[Stored data entries]
+--

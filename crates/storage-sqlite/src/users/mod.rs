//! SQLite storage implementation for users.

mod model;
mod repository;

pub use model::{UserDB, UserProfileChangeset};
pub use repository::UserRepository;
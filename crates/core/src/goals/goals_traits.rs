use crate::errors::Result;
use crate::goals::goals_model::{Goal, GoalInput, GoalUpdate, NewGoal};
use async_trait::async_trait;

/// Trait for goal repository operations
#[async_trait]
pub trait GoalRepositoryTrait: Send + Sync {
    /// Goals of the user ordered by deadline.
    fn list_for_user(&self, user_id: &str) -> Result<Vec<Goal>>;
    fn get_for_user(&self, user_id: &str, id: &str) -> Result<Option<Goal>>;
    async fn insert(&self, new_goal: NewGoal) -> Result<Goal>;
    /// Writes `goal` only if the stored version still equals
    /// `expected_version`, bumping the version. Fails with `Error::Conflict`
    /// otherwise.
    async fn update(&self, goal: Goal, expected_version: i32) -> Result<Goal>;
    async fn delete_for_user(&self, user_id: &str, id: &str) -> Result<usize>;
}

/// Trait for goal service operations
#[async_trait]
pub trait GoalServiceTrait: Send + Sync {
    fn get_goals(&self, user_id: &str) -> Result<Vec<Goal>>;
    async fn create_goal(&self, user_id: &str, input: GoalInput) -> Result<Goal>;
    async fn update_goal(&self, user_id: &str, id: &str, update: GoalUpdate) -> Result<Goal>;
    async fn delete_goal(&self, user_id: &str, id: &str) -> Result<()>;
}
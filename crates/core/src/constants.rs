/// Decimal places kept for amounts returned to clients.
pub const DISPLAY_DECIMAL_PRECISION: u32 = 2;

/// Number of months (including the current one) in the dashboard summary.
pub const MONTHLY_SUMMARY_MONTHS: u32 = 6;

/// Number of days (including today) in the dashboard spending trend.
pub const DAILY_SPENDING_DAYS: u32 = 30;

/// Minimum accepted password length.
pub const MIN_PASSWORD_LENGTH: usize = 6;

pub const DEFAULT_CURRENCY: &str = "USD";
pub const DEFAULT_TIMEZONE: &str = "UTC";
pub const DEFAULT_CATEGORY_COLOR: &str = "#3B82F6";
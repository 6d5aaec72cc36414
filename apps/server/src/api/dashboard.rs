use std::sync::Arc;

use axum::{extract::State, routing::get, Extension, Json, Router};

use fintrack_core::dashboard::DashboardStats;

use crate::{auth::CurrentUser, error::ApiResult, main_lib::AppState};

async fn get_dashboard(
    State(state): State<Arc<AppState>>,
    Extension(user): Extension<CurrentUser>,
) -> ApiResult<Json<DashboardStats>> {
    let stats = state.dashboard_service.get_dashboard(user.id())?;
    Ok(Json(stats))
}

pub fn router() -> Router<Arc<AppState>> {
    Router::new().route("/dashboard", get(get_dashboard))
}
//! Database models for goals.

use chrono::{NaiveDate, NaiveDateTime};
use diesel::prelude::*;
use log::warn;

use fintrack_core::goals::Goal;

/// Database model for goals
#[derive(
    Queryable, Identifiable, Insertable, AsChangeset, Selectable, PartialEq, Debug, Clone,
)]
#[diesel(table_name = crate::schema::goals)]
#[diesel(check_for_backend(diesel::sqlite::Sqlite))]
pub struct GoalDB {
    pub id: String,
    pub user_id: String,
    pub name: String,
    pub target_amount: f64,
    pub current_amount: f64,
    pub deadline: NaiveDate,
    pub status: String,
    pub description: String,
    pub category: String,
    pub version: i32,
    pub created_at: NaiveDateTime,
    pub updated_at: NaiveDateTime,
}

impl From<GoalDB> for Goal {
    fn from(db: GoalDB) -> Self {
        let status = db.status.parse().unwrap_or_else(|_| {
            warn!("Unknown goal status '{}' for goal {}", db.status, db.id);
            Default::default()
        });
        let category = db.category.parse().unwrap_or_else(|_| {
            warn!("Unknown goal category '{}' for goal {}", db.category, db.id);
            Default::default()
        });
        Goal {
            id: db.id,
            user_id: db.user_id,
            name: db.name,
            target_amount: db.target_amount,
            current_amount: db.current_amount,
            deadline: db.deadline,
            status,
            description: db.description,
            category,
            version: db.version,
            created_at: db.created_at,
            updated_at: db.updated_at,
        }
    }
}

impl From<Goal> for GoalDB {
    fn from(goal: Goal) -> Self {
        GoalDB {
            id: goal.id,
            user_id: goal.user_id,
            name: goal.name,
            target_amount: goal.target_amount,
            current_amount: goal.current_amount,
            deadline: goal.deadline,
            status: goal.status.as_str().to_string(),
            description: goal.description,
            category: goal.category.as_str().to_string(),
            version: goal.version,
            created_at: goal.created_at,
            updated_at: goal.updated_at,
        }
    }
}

+--

• [Instructions for the task]
When you reach the end of the data, write every line out again verbatim.

• [Final answer]
filename crates/storage-sqlite/src/users/mod.rs
//! SQLite storage implementation for users.

mod model;
mod repository;

pub use model::{UserDB, UserProfileChangeset};
pub use repository::UserRepository;
filename crates/core/src/goals/goals_traits.rs
use crate::errors::Result;
use crate::goals::goals_model::{Goal, GoalInput, GoalUpdate, NewGoal};
use async_trait::async_trait;

/// Trait for goal repository operations
#[async_trait]
pub trait GoalRepositoryTrait: Send + Sync {
    /// Goals of the user ordered by deadline.
    fn list_for_user(&self, user_id: &str) -> Result<Vec<Goal>>;
    fn get_for_user(&self, user_id: &str, id: &str) -> Result<Option<Goal>>;
    async fn insert(&self, new_goal: NewGoal) -> Result<Goal>;
    /// Writes `goal` only if the stored version still equals
    /// `expected_version`, bumping the version. Fails with `Error::Conflict`
    /// otherwise.
    async fn update(&self, goal: Goal, expected_version: i32) -> Result<Goal>;
    async fn delete_for_user(&self, user_id: &str, id: &str) -> Result<usize>;
}

/// Trait for goal service operations
#[async_trait]
pub trait GoalServiceTrait: Send + Sync {
    fn get_goals(&self, user_id: &str) -> Result<Vec<Goal>>;
    async fn create_goal(&self, user_id: &str, input: GoalInput) -> Result<Goal>;
    async fn update_goal(&self, user_id: &str, id: &str, update: GoalUpdate) -> Result<Goal>;
    async fn delete_goal(&self, user_id: &str, id: &str) -> Result<()>;
}
filename crates/core/src/constants.rs
/// Decimal places kept for amounts returned to clients.
pub const DISPLAY_DECIMAL_PRECISION: u32 = 2;

/// Number of months (including the current one) in the dashboard summary.
pub const MONTHLY_SUMMARY_MONTHS: u32 = 6;

/// Number of days (including today) in the dashboard spending trend.
pub const DAILY_SPENDING_DAYS: u32 = 30;

/// Minimum accepted password length.
pub const MIN_PASSWORD_LENGTH: usize = 6;

pub const DEFAULT_CURRENCY: &str = "USD";
pub const DEFAULT_TIMEZONE: &str = "UTC";
pub const DEFAULT_CATEGORY_COLOR: &str = "#3B82F6";
repository 6d5aaec72cc36414
filename apps/server/src/api/dashboard.rs
use std::sync::Arc;

use axum::{extract::State, routing::get, Extension, Json, Router};

use fintrack_core::dashboard::DashboardStats;

use crate::{auth::CurrentUser, error::ApiResult, main_lib::AppState};

async fn get_dashboard(
    State(state): State<Arc<AppState>>,
    Extension(user): Extension<CurrentUser>,
) -> ApiResult<Json<DashboardStats>> {
    let stats = state.dashboard_service.get_dashboard(user.id())?;
    Ok(Json(stats))
}

pub fn router() -> Router<Arc<AppState>> {
    Router::new().route("/dashboard", get(get_dashboard))
}
//! Database models for goals.

use chrono::{NaiveDate, NaiveDateTime};
use diesel::prelude::*;
use log::warn;

use fintrack_core::goals::Goal;

/// Database model for goals
#[derive(
    Queryable, Identifiable, Insertable, AsChangeset, Selectable, PartialEq, Debug, Clone,
)]
#[diesel(table_name = crate::schema::goals)]
#[diesel(check_for_backend(diesel::sqlite::Sqlite))]
pub struct GoalDB {
    pub id: String,
    pub user_id: String,
    pub name: String,
    pub target_amount: f64,
    pub current_amount: f64,
    pub deadline: NaiveDate,
    pub status: String,
    pub description: String,
    pub category: String,
    pub version: i32,
    pub created_at: NaiveDateTime,
    pub updated_at: NaiveDateTime,
}

impl From<GoalDB> for Goal {
    fn from(db: GoalDB) -> Self {
        let status = db.status.parse().unwrap_or_else(|_| {
            warn!("Unknown goal status '{}' for goal {}", db.status, db.id);
            Default::default()
        });
        let category = db.category.parse().unwrap_or_else(|_| {
            warn!("Unknown goal category '{}' for goal {}", db.category, db.id);
            Default::default()
        });
        Goal {
            id: db.id,
            user_id: db.user_id,
            name: db.name,
            target_amount: db.target_amount,
            current_amount: db.current_amount,
            deadline: db.deadline,
            status,
            description: db.description,
            category,
            version: db.version,
            created_at: db.created_at,
            updated_at: db.updated_at,
        }
    }
}

impl From<Goal> for GoalDB {
    fn from(goal: Goal) -> Self {
        GoalDB {
            id: goal.id,
            user_id: goal.user_id,
            name: goal.name,
            target_amount: goal.target_amount,
            current_amount: goal.current_amount,
            deadline: goal.deadline,
            status: goal.status.as_str().to_string(),
            description: goal.description,
            category: goal.category.as_str().to_string(),
            version: goal.version,
            created_at: goal.created_at,
            updated_at: goal.updated_at,
        }
    }
}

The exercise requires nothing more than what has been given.